**EXERCISE INSTRUCTIONS**
All lines containing the string "tools" must be copied from the entries.

**DATA TO USE**
--------------------------------------------------

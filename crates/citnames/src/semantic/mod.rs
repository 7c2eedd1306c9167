//! Semantic classification of execution events
//!
//! [`Build::recognize`] turns one captured execution into a
//! [`Semantic`] verdict. Nothing in here ever fails outward: an argv
//! this grammar cannot make sense of is `NotRecognized`, so one exotic
//! tool cannot poison the database of a thousand ordinary translation
//! units.

mod flags;
mod sources;
mod tools;

pub use flags::SourceFile;
pub use sources::Language;

use std::path::PathBuf;

use buildtrace_common::Execution;
use tracing::{debug, warn};

use crate::config::Configuration;
use crate::output::Entry;
use tools::ToolKind;

/// What one execution event means for the compilation database.
#[derive(Debug)]
pub enum Semantic {
    /// Not a compiler invocation
    NotRecognized,
    /// A compiler interrogating itself (`--version`, `-print-...`)
    QueryCompiler,
    /// Preprocessing or dependency generation; produces no entry
    Preprocess,
    /// A compilation, decomposed and ready to render
    Compile(CompilerCall),
}

/// A recognized compiler invocation.
#[derive(Debug)]
pub struct CompilerCall {
    pub compiler: PathBuf,
    pub working_dir: PathBuf,
    pub sources: Vec<SourceFile>,
    /// Flag groups in original order, already stripped
    pub flags: Vec<Vec<String>>,
    pub flags_to_prepend: Vec<String>,
    pub output: Option<PathBuf>,
}

/// The recognizer: configured once, applied to every event of a run.
pub struct Build {
    config: Configuration,
}

impl Build {
    pub fn new(config: &Configuration) -> Self {
        Self {
            config: config.clone(),
        }
    }

    pub fn recognize(&self, execution: &Execution) -> Semantic {
        let (flags_to_prepend, flags_to_strip) =
            match tools::identify(&execution.executable, &self.config) {
                ToolKind::Excluded => return Semantic::NotRecognized,
                ToolKind::Unknown => return Semantic::NotRecognized,
                ToolKind::Configured(spec) => {
                    (spec.flags_to_prepend.clone(), spec.flags_to_strip.clone())
                }
                ToolKind::KnownCompiler => (Vec::new(), Vec::new()),
            };

        let arguments = match execution.arguments.len() {
            0 | 1 => Vec::new(),
            _ => flags::expand_response_files(&execution.arguments[1..], &execution.working_dir),
        };
        let parsed = flags::parse(&arguments);

        if parsed.query {
            return Semantic::QueryCompiler;
        }
        if parsed.preprocess || parsed.dependency_only {
            return Semantic::Preprocess;
        }
        if parsed.sources.is_empty() {
            return Semantic::NotRecognized;
        }
        // no compile phase selected and objects are being consumed:
        // this call describes a link, the sources were compiled elsewhere
        if !parsed.compile_only && !parsed.assemble && parsed.object_inputs {
            debug!(
                executable = %execution.executable.display(),
                "link step with sources, no entries emitted"
            );
            return Semantic::NotRecognized;
        }

        let flags = parsed
            .flags
            .into_iter()
            .filter(|group| !flags_to_strip.iter().any(|strip| strip == &group[0]))
            .collect();

        Semantic::Compile(CompilerCall {
            compiler: execution.executable.clone(),
            working_dir: execution.working_dir.clone(),
            sources: parsed.sources,
            flags,
            flags_to_prepend,
            output: parsed.output,
        })
    }
}

impl CompilerCall {
    /// Render one database entry per translation unit.
    pub fn into_entries(self) -> Vec<Entry> {
        let output = match (&self.output, self.sources.len()) {
            (Some(_), n) if n > 1 => {
                // a shared -o cannot apply to per-file commands
                warn!(
                    sources = n,
                    compiler = %self.compiler.display(),
                    "multiple sources share one -o; dropping it from the entries"
                );
                None
            }
            (output, _) => output.clone(),
        };

        let compiler = self.compiler.to_string_lossy().to_string();
        self.sources
            .into_iter()
            .map(|source| {
                let mut arguments = vec![compiler.clone(), "-c".to_string()];
                arguments.extend(self.flags_to_prepend.iter().cloned());
                arguments.extend(self.flags.iter().flatten().cloned());
                arguments.push("-x".to_string());
                arguments.push(source.language.as_flag().to_string());
                arguments.push(source.path.to_string_lossy().to_string());
                if let Some(output) = &output {
                    arguments.push("-o".to_string());
                    arguments.push(output.to_string_lossy().to_string());
                }

                Entry {
                    directory: self.working_dir.clone(),
                    file: source.path,
                    arguments,
                    output: output.clone(),
                }
            })
            .collect()
    }
}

--------------------------------------------------

**RESULT FOR THIS TASK**
mod tools;
use tools::ToolKind;
            match tools::identify(&execution.executable, &self.config) {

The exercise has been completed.